In little moments that I can steal, I've been re-reading Louisa May Alcott novels: Work, Eight Cousins, Rose in Bloom, An Old Fashioned Girl. I hadn't realized how deeply her work had influenced me and my thinking. From behind her characters I see Emerson and Thoreau peeking out with subtle smiles on their faces, waving an acknowledgment of my discovery of how my young self soaked up their philosophies. Some days I feel like a character in one of her stories with my odd combination of old-fashioned and quite radical thoughts.

Last night winter blew into Butte and it lingers into this night. I decided to forego my evening stroll - the sudden jump from the 70s to the 30s was more than I wanted to deal with. Instead, I cooked up a stew with organic Montana beef and potatos from the farmers market. I settled onto the couch with a warm bowl and looked at the piles growing around me ... semiotics ... rhetoric ... wildlife management ... intercultural communication theories ... ethics. On one side of the desk is the Jesuit, Michel de Certeau writing about every day life and on the other side is the radical feminist Donna Harawy with her manifesto on companion species. Everywhere I turn, I have the opportunity to immerse myself in a different universe of thought.

What do I want to do? Drowse in front of a fire with music playing and my beloved nearby. I want to watch the flames dance and fall into a reverie that leads me into my own world.

Instead, I quietly wash up the dinner dishes and sit down to outline a chapter in one class, to fill out the outline of a paper for another class, I see a journal article on Red Riding Hood peeking out from my notebook that is hiding another article on the Greimas analysis and I want to read them both.

I do appreciate all this.

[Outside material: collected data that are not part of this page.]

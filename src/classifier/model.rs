//! ONNX-backed care-center classifier.
//!
//! The model artifact must expose a single `[1, n_centers]` float
//! probability output (probability rows sum to 1). The label-encoder
//! artifact pins the center order and the symptom vocabulary.

use std::path::Path;
use std::sync::Mutex;

use ort::session::Session;

use super::encoder::LabelEncoder;
use super::types::{CenterClassifier, PatientRecord, Prediction};
use super::ClassifierError;

/// Fixed width of the feature vector fed to the model.
pub const FEATURE_COUNT: usize = 11;

/// Build the single-row feature vector for a record.
///
/// The symptom code is label-encoded through the vocabulary; an
/// out-of-vocabulary code is a validation error, caught before the
/// session ever runs.
pub fn encode_features(
    record: &PatientRecord,
    encoder: &LabelEncoder,
) -> Result<Vec<f32>, ClassifierError> {
    let symptom_idx = encoder
        .symptom_index(&record.symptom_code)
        .ok_or_else(|| ClassifierError::UnknownSymptomCode(record.symptom_code.clone()))?;

    Ok(vec![
        record.age as f32,
        record.gender as f32,
        symptom_idx as f32,
        record.urgency as f32,
        record.time_of_day as f32,
        record.hall_health_load as f32,
        record.uwmc_load as f32,
        record.urgent_care_load as f32,
        record.hall_health_match as f32,
        record.uwmc_match as f32,
        record.urgent_care_match as f32,
    ])
}

/// Index of the maximum element. Ties resolve to the first maximum.
pub fn argmax(values: &[f32]) -> usize {
    let mut best = 0;
    for (i, v) in values.iter().enumerate() {
        if *v > values[best] {
            best = i;
        }
    }
    best
}

/// Real classifier using ONNX Runtime for inference.
///
/// Uses interior mutability (Mutex) because ort::Session::run requires
/// `&mut self` but the CenterClassifier trait exposes `&self` for
/// shared use across request handlers.
pub struct OnnxCenterClassifier {
    session: Mutex<Session>,
    encoder: LabelEncoder,
}

impl OnnxCenterClassifier {
    /// Load both artifacts. Either one missing fails startup loudly.
    pub fn load(model_path: &Path, encoder_path: &Path) -> Result<Self, ClassifierError> {
        if !model_path.exists() {
            return Err(ClassifierError::ModelNotFound(model_path.to_path_buf()));
        }
        let encoder = LabelEncoder::load(encoder_path)?;

        let session = Session::builder()
            .map_err(|e: ort::Error| ClassifierError::ModelInit(e.to_string()))?
            .with_intra_threads(2)
            .map_err(|e: ort::Error| ClassifierError::ModelInit(e.to_string()))?
            .commit_from_file(model_path)
            .map_err(|e: ort::Error| ClassifierError::ModelInit(format!("ONNX load failed: {e}")))?;

        tracing::info!(
            model = %model_path.display(),
            centers = encoder.centers.len(),
            symptom_codes = encoder.symptom_codes.len(),
            "care-center classifier loaded"
        );

        Ok(Self {
            session: Mutex::new(session),
            encoder,
        })
    }

    pub fn centers(&self) -> &[String] {
        &self.encoder.centers
    }

    fn infer(&self, features: &[f32]) -> Result<Vec<f32>, ClassifierError> {
        use ort::value::TensorRef;

        let array = ndarray::Array2::from_shape_vec((1, FEATURE_COUNT), features.to_vec())
            .map_err(|e| ClassifierError::Inference(e.to_string()))?;

        let tensor = TensorRef::from_array_view(&array)
            .map_err(|e| ClassifierError::Inference(e.to_string()))?;

        let mut session = self.session.lock().map_err(|_| ClassifierError::LockPoisoned)?;

        let outputs = session
            .run(ort::inputs![tensor])
            .map_err(|e| ClassifierError::Inference(format!("ONNX inference failed: {e}")))?;

        let (shape, data) = outputs[0]
            .try_extract_tensor::<f32>()
            .map_err(|e| ClassifierError::Inference(format!("Output extraction: {e}")))?;

        let n_centers = self.encoder.centers.len();
        if data.len() != n_centers {
            return Err(ClassifierError::Inference(format!(
                "Unexpected output shape: {shape:?}, expected [1, {n_centers}]"
            )));
        }

        Ok(data.to_vec())
    }
}

impl CenterClassifier for OnnxCenterClassifier {
    fn predict(&self, record: &PatientRecord) -> Result<Prediction, ClassifierError> {
        let features = encode_features(record, &self.encoder)?;
        let probabilities = self.infer(&features)?;
        let idx = argmax(&probabilities);

        Ok(Prediction {
            predicted_center: self.encoder.centers[idx].clone(),
            probabilities,
        })
    }
}

#[cfg(test)]
mod tests {
    use super::*;

    fn test_encoder() -> LabelEncoder {
        serde_json::from_str(
            r#"{"centers":["Hall Health","UW Medical Center","Urgent Care"],
                "symptom_codes":["SYM_FEVER","SYM_COUGH","SYM_INJURY"]}"#,
        )
        .unwrap()
    }

    fn record(symptom: &str) -> PatientRecord {
        PatientRecord {
            age: 24,
            gender: 1,
            symptom_code: symptom.to_string(),
            urgency: 2,
            time_of_day: 14,
            hall_health_load: 0.4,
            uwmc_load: 0.7,
            urgent_care_load: 0.2,
            hall_health_match: 1,
            uwmc_match: 0,
            urgent_care_match: 1,
        }
    }

    #[test]
    fn feature_vector_has_fixed_width_and_order() {
        let features = encode_features(&record("SYM_COUGH"), &test_encoder()).unwrap();
        assert_eq!(features.len(), FEATURE_COUNT);
        assert_eq!(features[0], 24.0); // age
        assert_eq!(features[2], 1.0); // SYM_COUGH index
        assert!((features[6] - 0.7).abs() < f32::EPSILON); // uwmc load
        assert_eq!(features[10], 1.0); // urgent care match flag
    }

    #[test]
    fn unknown_symptom_code_is_a_validation_error() {
        let result = encode_features(&record("SYM_NOPE"), &test_encoder());
        assert!(matches!(
            result,
            Err(ClassifierError::UnknownSymptomCode(code)) if code == "SYM_NOPE"
        ));
    }

    #[test]
    fn argmax_picks_maximum() {
        assert_eq!(argmax(&[0.1, 0.7, 0.2]), 1);
        assert_eq!(argmax(&[0.9]), 0);
    }

    #[test]
    fn argmax_ties_resolve_to_first() {
        assert_eq!(argmax(&[0.5, 0.5]), 0);
    }

    #[test]
    fn missing_model_file_fails_load() {
        let encoder_file = tempfile::NamedTempFile::new().unwrap();
        std::fs::write(
            encoder_file.path(),
            r#"{"centers":["A"],"symptom_codes":["S"]}"#,
        )
        .unwrap();

        let result = OnnxCenterClassifier::load(
            Path::new("/no/such/model.onnx"),
            encoder_file.path(),
        );
        assert!(matches!(result, Err(ClassifierError::ModelNotFound(_))));
    }
}
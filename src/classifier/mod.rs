//! Pre-trained care-center triage classifier, loaded from disk at
//! startup and invoked by `POST /predict`.

pub mod encoder;
pub mod model;
pub mod types;

pub use encoder::LabelEncoder;
pub use model::OnnxCenterClassifier;
pub use types::{CenterClassifier, MockClassifier, PatientRecord, Prediction};

use std::path::PathBuf;

use thiserror::Error;

#[derive(Error, Debug)]
pub enum ClassifierError {
    #[error("Classifier model not found at: {0}")]
    ModelNotFound(PathBuf),

    #[error("Label encoder not found at: {0}")]
    EncoderNotFound(PathBuf),

    #[error("Model initialization failed: {0}")]
    ModelInit(String),

    #[error("Label encoder parsing failed: {0}")]
    EncoderParsing(String),

    #[error("Unknown symptom code: {0}")]
    UnknownSymptomCode(String),

    #[error("Classifier inference failed: {0}")]
    Inference(String),

    #[error("Session lock poisoned")]
    LockPoisoned,
}
use std::net::{IpAddr, Ipv4Addr, SocketAddr};
use std::path::PathBuf;

/// Application-level constants
pub const APP_NAME: &str = "Insurance Coverage API";
pub const APP_VERSION: &str = env!("CARGO_PKG_VERSION");

/// Default log filter when RUST_LOG is not set.
pub fn default_log_filter() -> &'static str {
    "info,coverage_api=debug"
}

/// Root of the plan-document tree scanned at startup.
pub fn docs_dir() -> PathBuf {
    env_path("COVERAGE_DOCS_DIR", "data")
}

/// Path to the serialized care-center classifier.
pub fn model_path() -> PathBuf {
    env_path("COVERAGE_MODEL_PATH", "models/triage_model.onnx")
}

/// Path to the label-encoder artifact (center labels + symptom vocabulary).
pub fn encoder_path() -> PathBuf {
    env_path("COVERAGE_ENCODER_PATH", "models/label_encoder.json")
}

/// Tesseract traineddata directory for the OCR fallback.
pub fn tessdata_dir() -> PathBuf {
    env_path("TESSDATA_DIR", "tessdata")
}

/// Socket address to serve on. Defaults to 127.0.0.1:8000.
pub fn bind_addr() -> SocketAddr {
    let host: IpAddr = std::env::var("COVERAGE_HOST")
        .ok()
        .and_then(|h| h.parse().ok())
        .unwrap_or(IpAddr::V4(Ipv4Addr::LOCALHOST));
    let port: u16 = std::env::var("COVERAGE_PORT")
        .ok()
        .and_then(|p| p.parse().ok())
        .unwrap_or(8000);
    SocketAddr::new(host, port)
}

fn env_path(var: &str, default: &str) -> PathBuf {
    std::env::var(var)
        .map(PathBuf::from)
        .unwrap_or_else(|_| PathBuf::from(default))
}

#[cfg(test)]
mod tests {
    use super::*;

    #[test]
    fn bind_addr_defaults_to_loopback_8000() {
        let addr = bind_addr();
        assert!(addr.ip().is_loopback());
        assert_eq!(addr.port(), 8000);
    }

    #[test]
    fn docs_dir_defaults_to_data() {
        assert_eq!(docs_dir(), PathBuf::from("data"));
    }

    #[test]
    fn artifact_paths_under_models() {
        assert!(model_path().starts_with("models"));
        assert!(encoder_path().starts_with("models"));
    }

    #[test]
    fn app_version_matches_cargo() {
        assert_eq!(APP_VERSION, "0.1.0");
    }
}
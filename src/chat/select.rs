//! Context selection: route a question to one plan bucket by keyword,
//! or fall back to all plans, then cap the context size.

use crate::ingest::bucket::match_keyword;
use crate::ingest::{Category, DocumentBuckets};

use super::types::ContextSelection;

/// Hard cap on context characters, keeping the leading portion only.
/// Protects the inference endpoint's input-size limit.
pub const MAX_CONTEXT_CHARS: usize = 50_000;

/// Buckets included (in order) when no plan keyword matches the question.
const ALL_PLANS: &[Category] = &[Category::Medicare, Category::AppleCare, Category::Health101];

/// Choose context for a user message.
///
/// Keyword precedence follows the shared table (medicare > apple >
/// health); no match concatenates all three named plans, each under a
/// section header.
pub fn select_context(message: &str, buckets: &DocumentBuckets) -> ContextSelection {
    let (category, text) = match match_keyword(message) {
        Some(category) => (Some(category), buckets.get(category).to_string()),
        None => (None, concat_all_plans(buckets)),
    };

    ContextSelection {
        category,
        text: truncate_chars(&text, MAX_CONTEXT_CHARS),
    }
}

fn concat_all_plans(buckets: &DocumentBuckets) -> String {
    let mut combined = String::new();
    for &category in ALL_PLANS {
        let text = buckets.get(category);
        if text.trim().is_empty() {
            continue;
        }
        if !combined.is_empty() {
            combined.push_str("\n\n");
        }
        combined.push_str(&format!("=== {} ===\n", category.display_name()));
        combined.push_str(text);
    }
    combined
}

/// Truncate to at most `max` characters, keeping the leading portion.
fn truncate_chars(text: &str, max: usize) -> String {
    match text.char_indices().nth(max) {
        Some((byte_idx, _)) => text[..byte_idx].to_string(),
        None => text.to_string(),
    }
}
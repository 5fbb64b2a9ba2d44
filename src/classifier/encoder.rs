//! Label-encoder artifact: the classifier's fixed center-label order
//! and the categorical symptom-code vocabulary, serialized as JSON next
//! to the model file.

use std::path::Path;

use serde::Deserialize;

use super::ClassifierError;

#[derive(Debug, Clone, Deserialize)]
pub struct LabelEncoder {
    /// Output class labels, in the classifier's fixed order.
    pub centers: Vec<String>,
    /// Known symptom codes; a record's code is encoded as its index here.
    pub symptom_codes: Vec<String>,
}

impl LabelEncoder {
    /// Load and validate the artifact. Missing or malformed artifacts
    /// are startup-fatal for the service.
    pub fn load(path: &Path) -> Result<Self, ClassifierError> {
        if !path.exists() {
            return Err(ClassifierError::EncoderNotFound(path.to_path_buf()));
        }
        let raw = std::fs::read_to_string(path)
            .map_err(|e| ClassifierError::EncoderParsing(e.to_string()))?;
        let encoder: LabelEncoder =
            serde_json::from_str(&raw).map_err(|e| ClassifierError::EncoderParsing(e.to_string()))?;

        if encoder.centers.is_empty() {
            return Err(ClassifierError::EncoderParsing(
                "encoder has no center labels".into(),
            ));
        }
        if encoder.symptom_codes.is_empty() {
            return Err(ClassifierError::EncoderParsing(
                "encoder has no symptom codes".into(),
            ));
        }
        Ok(encoder)
    }

    /// Categorical index of a symptom code, `None` when out of vocabulary.
    pub fn symptom_index(&self, code: &str) -> Option<usize> {
        self.symptom_codes.iter().position(|c| c == code)
    }
}
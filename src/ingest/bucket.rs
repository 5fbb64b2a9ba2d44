//! Plan categories and the per-category text buckets filled at startup.

use std::fmt;

/// Insurance plan category. Filenames and chat queries are mapped onto
/// this fixed set via [`match_keyword`].
#[derive(Debug, Clone, Copy, PartialEq, Eq)]
pub enum Category {
    Medicare,
    AppleCare,
    Health101,
    Other,
}

impl Category {
    /// Human-readable plan name, as shown to the model and in logs.
    pub fn display_name(&self) -> &'static str {
        match self {
            Category::Medicare => "Medicare",
            Category::AppleCare => "Apple Care",
            Category::Health101 => "Health 101",
            Category::Other => "Other",
        }
    }
}

impl fmt::Display for Category {
    fn fmt(&self, f: &mut fmt::Formatter<'_>) -> fmt::Result {
        f.write_str(self.display_name())
    }
}

/// Ordered (keyword, category) table consulted for both filename
/// categorization and chat-query routing. First match wins, so
/// precedence is exactly the order below.
pub const KEYWORD_TABLE: &[(&str, Category)] = &[
    ("medicare", Category::Medicare),
    ("apple", Category::AppleCare),
    ("health", Category::Health101),
];

/// Case-insensitive first-match lookup against [`KEYWORD_TABLE`].
pub fn match_keyword(text: &str) -> Option<Category> {
    let lower = text.to_lowercase();
    KEYWORD_TABLE
        .iter()
        .find(|(keyword, _)| lower.contains(keyword))
        .map(|&(_, category)| category)
}

/// Filename-based categorization: keyword match, otherwise the shared
/// "other" bucket.
pub fn categorize_filename(file_name: &str) -> Category {
    match_keyword(file_name).unwrap_or(Category::Other)
}

/// Accumulated document text per plan category.
///
/// Populated once during startup ingestion and never mutated afterwards;
/// request handlers share it read-only behind an `Arc`.
#[derive(Debug, Clone, Default, PartialEq)]
pub struct DocumentBuckets {
    medicare: String,
    applecare: String,
    health101: String,
    other: String,
}

impl DocumentBuckets {
    pub fn new() -> Self {
        Self::default()
    }

    /// Append extracted text to a category bucket, separating multiple
    /// documents with a blank line. Whitespace-only text is dropped.
    pub fn append(&mut self, category: Category, text: &str) {
        if text.trim().is_empty() {
            return;
        }
        let slot = self.slot_mut(category);
        if !slot.is_empty() {
            slot.push_str("\n\n");
        }
        slot.push_str(text);
    }

    pub fn get(&self, category: Category) -> &str {
        match category {
            Category::Medicare => &self.medicare,
            Category::AppleCare => &self.applecare,
            Category::Health101 => &self.health101,
            Category::Other => &self.other,
        }
    }

    pub fn is_empty(&self) -> bool {
        self.medicare.is_empty()
            && self.applecare.is_empty()
            && self.health101.is_empty()
            && self.other.is_empty()
    }

    /// Total characters held across all buckets (for startup logging).
    pub fn total_chars(&self) -> usize {
        self.medicare.len() + self.applecare.len() + self.health101.len() + self.other.len()
    }

    fn slot_mut(&mut self, category: Category) -> &mut String {
        match category {
            Category::Medicare => &mut self.medicare,
            Category::AppleCare => &mut self.applecare,
            Category::Health101 => &mut self.health101,
            Category::Other => &mut self.other,
        }
    }
}
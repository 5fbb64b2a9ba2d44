use std::sync::Arc;

use anyhow::Context;
use tracing_subscriber::EnvFilter;

use coverage_api::classifier::OnnxCenterClassifier;
use coverage_api::inference::{HostedLlmClient, LlmGenerate};
use coverage_api::ingest::{self, OcrEngine};
use coverage_api::state::AppState;
use coverage_api::{api, config};

#[tokio::main]
async fn main() -> anyhow::Result<()> {
    tracing_subscriber::fmt()
        .with_env_filter(
            EnvFilter::try_from_default_env()
                .unwrap_or_else(|_| EnvFilter::new(config::default_log_filter())),
        )
        .init();

    tracing::info!("{} starting v{}", config::APP_NAME, config::APP_VERSION);

    // Plan documents: missing folder degrades to empty buckets.
    let ocr = build_ocr_engine();
    let buckets = ingest::load_documents(&config::docs_dir(), ocr.as_deref());

    // Classifier artifacts are required: refuse to serve /predict without them.
    let classifier = OnnxCenterClassifier::load(&config::model_path(), &config::encoder_path())
        .context("classifier artifacts must be present at startup (model + label encoder)")?;

    // Inference client is optional: without it, chat answers in echo mode.
    let llm: Option<Arc<dyn LlmGenerate>> = match HostedLlmClient::from_env() {
        Ok(client) => {
            tracing::info!(model = client.model(), "inference client ready");
            Some(Arc::new(client))
        }
        Err(e) => {
            tracing::warn!(error = %e, "inference client unavailable, serving chat in echo mode");
            None
        }
    };

    let state = AppState::new(Arc::new(buckets), llm, Arc::new(classifier));

    api::server::serve(state, config::bind_addr())
        .await
        .context("HTTP server failed")?;

    Ok(())
}

#[cfg(feature = "ocr")]
fn build_ocr_engine() -> Option<Box<dyn OcrEngine>> {
    match ingest::ocr::BundledTesseract::new(&config::tessdata_dir()) {
        Ok(engine) => Some(Box::new(engine)),
        Err(e) => {
            tracing::warn!(error = %e, "OCR engine unavailable, scanned PDFs will be skipped");
            None
        }
    }
}

#[cfg(not(feature = "ocr"))]
fn build_ocr_engine() -> Option<Box<dyn OcrEngine>> {
    None
}
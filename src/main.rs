//! a scrolling cpu usage graph for status bars.

use {
    clap::Parser,
    cpu_usage::{App, Cli, Config, Error, daemon},
    std::process::ExitCode,
    tracing::error,
    tracing_subscriber::EnvFilter,
};

fn main() -> ExitCode {
    let cli = match Cli::try_parse() {
        Ok(cli) => cli,
        Err(error) => {
            let _ = error.print();
            return Error::usage_exit_code(&error);
        }
    };

    init_logging(&cli.log_level);

    match run(&cli.config()) {
        Ok(()) => ExitCode::SUCCESS,
        Err(error) => {
            error!(%error, "exiting");
            error.exit_code()
        }
    }
}

fn run(config: &Config) -> Result<(), Error> {
    let app = App::new(config)?;

    // show diagnostics before going into the background.
    app.print_diagnostics(config, std::io::stdout().lock())?;

    if config.background {
        daemon::detach(false)?;
    }

    app.run()
}

/// logs to stderr, filtered by `RUST_LOG` or else by the given filter.
fn init_logging(log_level: &str) {
    let filter = EnvFilter::try_from_default_env()
        .or_else(|_| EnvFilter::try_new(log_level))
        .unwrap_or_else(|err| {
            eprintln!("invalid log filter {log_level:?}, using \"warn\": {err}");
            EnvFilter::new("warn")
        });

    if let Err(err) = tracing_subscriber::fmt()
        .with_env_filter(filter)
        .with_writer(std::io::stderr)
        .try_init()
    {
        eprintln!("failed to init logger: {err}");
    }
}
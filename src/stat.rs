use std::{
    fmt::{self, Display},
    io,
    num::ParseIntError,
};

pub use self::{
    cpu_time::CpuTime,
    user_hz::{TickRate, UserHz},
};

mod cpu_time;
mod user_hz;


/// the header of the aggregate line, summing every cpu on the host.
const AGGREGATE: &str = "cpu";

#[derive(Debug, Eq, PartialEq)]
pub enum EntryParseError {
    /// no line began with the aggregate `cpu` header.
    MissingAggregate,
    /// a time field was not a decimal integer.
    UserHzParse(ParseIntError),
    /// the aggregate line held too few time fields.
    CpuTime { found: usize },
}

#[derive(Debug)]
pub enum StatReadError {
    Io(io::Error),
    Entry(EntryParseError),
}

/// counts the logical cpus listed in the `/proc/stat` text.
///
/// each occurrence of `cpu` immediately followed by a digit is a per-cpu header (`cpu0`, `cpu1`,
/// ...). the aggregate `cpu ` header is not counted. returns zero if there are no per-cpu lines.
pub fn count_cpus(stats: &str) -> usize {
    let bytes = stats.as_bytes();

    stats
        .match_indices(AGGREGATE)
        .filter(|(at, header)| {
            bytes
                .get(at + header.len())
                .is_some_and(u8::is_ascii_digit)
        })
        .count()
}

/// parses the aggregate cpu times out of the `/proc/stat` text.
///
/// the aggregate line is the one whose first token is exactly `cpu`. the first seven fields that
/// follow it are parsed as a unit; any later fields are ignored.
pub fn parse_aggregate(stats: &str) -> Result<CpuTime, EntryParseError> {
    let fields = stats
        .lines()
        .find_map(|line| {
            let line = line.trim_start();
            let (kind, fields) = line.split_once(char::is_whitespace).unwrap_or((line, ""));
            (kind == AGGREGATE).then_some(fields)
        })
        .ok_or(EntryParseError::MissingAggregate)?;

    fields.parse::<CpuTime>()
}

// === impl StatReadError ===

impl std::error::Error for StatReadError {
    fn source(&self) -> Option<&(dyn std::error::Error + 'static)> {
        match self {
            Self::Io(io) => Some(io),
            Self::Entry(entry) => Some(entry),
        }
    }
}

impl Display for StatReadError {
    fn fmt(&self, f: &mut fmt::Formatter<'_>) -> fmt::Result {
        match self {
            Self::Io(io) => f.write_fmt(format_args!("could not read cpu statistics: {io}")),
            Self::Entry(entry) => f.write_fmt(format_args!("could not parse cpu statistics: {entry}")),
        }
    }
}

impl From<EntryParseError> for StatReadError {
    fn from(entry: EntryParseError) -> Self {
        Self::Entry(entry)
    }
}

impl From<io::Error> for StatReadError {
    fn from(io: io::Error) -> Self {
        Self::Io(io)
    }
}

// === impl EntryParseError ===

impl Display for EntryParseError {
    fn fmt(&self, f: &mut fmt::Formatter<'_>) -> fmt::Result {
        match self {
            Self::MissingAggregate => f.write_str("no aggregate cpu line"),
            Self::UserHzParse(error) => f.write_fmt(format_args!("invalid time value: {error}")),
            Self::CpuTime { found } => f.write_fmt(format_args!(
                "expected {} time values, found {found}",
                CpuTime::FIELDS
            )),
        }
    }
}

impl std::error::Error for EntryParseError {
    fn source(&self) -> Option<&(dyn std::error::Error + 'static)> {
        match self {
            Self::UserHzParse(error) => Some(error),
            Self::MissingAggregate | Self::CpuTime { found: _ } => None,
        }
    }
}
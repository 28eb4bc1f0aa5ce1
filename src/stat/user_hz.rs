use std::{
    fmt::{self, Display},
    num::ParseIntError,
    ops::{Add, Sub},
    str::FromStr,
};

/// a count of kernel clock ticks.
#[derive(Clone, Copy, Debug, Default, Eq, Ord, PartialEq, PartialOrd)]
pub struct UserHz(u64);

/// the number of clock ticks the kernel counts in a second.
#[derive(Clone, Copy, Debug, Eq, PartialEq)]
pub struct TickRate(u64);

// === impl UserHz ===

impl UserHz {
    pub const fn new(ticks: u64) -> Self {
        Self(ticks)
    }

    pub const fn ticks(self) -> u64 {
        let Self(ticks) = self;
        ticks
    }
}

impl FromStr for UserHz {
    type Err = ParseIntError;
    fn from_str(s: &str) -> Result<Self, Self::Err> {
        s.parse().map(Self)
    }
}

impl Add for UserHz {
    type Output = Self;
    fn add(self, rhs: Self) -> Self::Output {
        let (Self(lhs), Self(rhs)) = (self, rhs);
        Self(lhs.wrapping_add(rhs))
    }
}

impl Sub for UserHz {
    type Output = i64;
    /// the difference between two counters, which may be negative.
    fn sub(self, rhs: Self) -> Self::Output {
        let (Self(lhs), Self(rhs)) = (self, rhs);
        lhs.wrapping_sub(rhs) as i64
    }
}

// === impl TickRate ===

impl TickRate {
    const MICROS_PER_SEC: u64 = 1_000_000;

    /// returns the tick rate, if a microsecond spans no more than one tick.
    pub fn new(hz: u64) -> Option<Self> {
        (1..=Self::MICROS_PER_SEC).contains(&hz).then_some(Self(hz))
    }

    /// queries the kernel's tick rate.
    ///
    /// this is the value reported by `getconf(1)` as `CLK_TCK`. it is usually 100Hz.
    pub fn from_sysconf() -> Option<Self> {
        // SAFETY: `sysconf` is thread-safe for this query and has no side effects.
        let hz = unsafe { libc::sysconf(libc::_SC_CLK_TCK) };
        u64::try_from(hz).ok().and_then(Self::new)
    }

    pub fn per_second(self) -> u64 {
        let Self(hz) = self;
        hz
    }

    /// the number of microseconds in a single tick, truncated. never zero.
    pub fn micros_per_tick(self) -> u64 {
        let Self(hz) = self;
        Self::MICROS_PER_SEC / hz
    }
}

impl Display for TickRate {
    fn fmt(&self, f: &mut fmt::Formatter<'_>) -> fmt::Result {
        let Self(hz) = self;
        Display::fmt(hz, f)
    }
}
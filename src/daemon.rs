//! detaches the process from its controlling terminal.

use {
    std::{
        fmt::{self, Display},
        io::{self, Write},
    },
    tracing::{info, warn},
};

#[derive(Debug)]
pub enum DetachError {
    /// the child process could not be created.
    Fork(io::Error),
    /// the child could not start a new session.
    Session(io::Error),
}

/// forks, leaving the child running as a daemon in a new session.
///
/// the parent reports the child's pid and exits. in the child, the file creation mask is
/// cleared, the working directory optionally moves to `/`, and the standard streams are closed.
/// nothing may be written to them afterwards.
///
/// this must be called while the process has a single thread.
pub fn detach(chdir_to_root: bool) -> Result<(), DetachError> {
    // SAFETY: the process is single-threaded, so the child inherits a consistent address space.
    match unsafe { libc::fork() } {
        -1 => return Err(DetachError::Fork(io::Error::last_os_error())),
        0 => {}
        child => {
            info!(%child, "forked");
            // the parent exits either way, so a closed stdout is not an error.
            let _ = writeln!(io::stdout(), "cpu-usage running now in the background: {child}");
            std::process::exit(0);
        }
    }

    // SAFETY: `umask` cannot fail.
    unsafe { libc::umask(0) };

    // SAFETY: `setsid` has no preconditions; failure is reported through its return value.
    if unsafe { libc::setsid() } < 0 {
        return Err(DetachError::Session(io::Error::last_os_error()));
    }

    if chdir_to_root {
        if let Err(error) = std::env::set_current_dir("/") {
            warn!(%error, "could not change to the root directory");
        }
    }

    for fd in [libc::STDIN_FILENO, libc::STDOUT_FILENO, libc::STDERR_FILENO] {
        // SAFETY: the standard streams are not used after this point.
        unsafe { libc::close(fd) };
    }

    Ok(())
}

// === impl DetachError ===

impl Display for DetachError {
    fn fmt(&self, f: &mut fmt::Formatter<'_>) -> fmt::Result {
        match self {
            Self::Fork(error) => f.write_fmt(format_args!("fork failed: {error}")),
            Self::Session(error) => f.write_fmt(format_args!("setsid failed: {error}")),
        }
    }
}

impl std::error::Error for DetachError {
    fn source(&self) -> Option<&(dyn std::error::Error + 'static)> {
        match self {
            Self::Fork(error) | Self::Session(error) => Some(error),
        }
    }
}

I am deeply aware of what a privilege it is to be sitting in a warm apartment that I have, over the past year and more, made more beautiful for me with plants, curtains, artwork, and and more. To be faced with the choices of scholarly pursuits rather than faced with the choices of how to put a roof over my head and food on the table.

I sat talking with a professor today about the meaning of meaning and I wondered to myself - what will I be suited for when I leave this place? I have already been changed so much by the glimpses of these different worlds. I know that so much more change is on the way. In another class we talked about our culture shifting away from a belief in unstoppable progress and growth to an understanding and acceptance of our limits - as individuals as well as culturally.


I've been thinking about my own limits and learning to not just respect them, but appreciate them. I'm not yet 'old' and I'm no longer young. Approaching the twilight of life perhaps? Perhaps. It is my favorite part of the day - that time between day and night. Here in Montana, the twilight seems to last for hours the sky slowly slowly emptying of color to leave the stark shimmer of stars in the black endless skies of night.

I enjoy the borderlands - the in-between states of being - neither here nor there - always leaving... always coming home.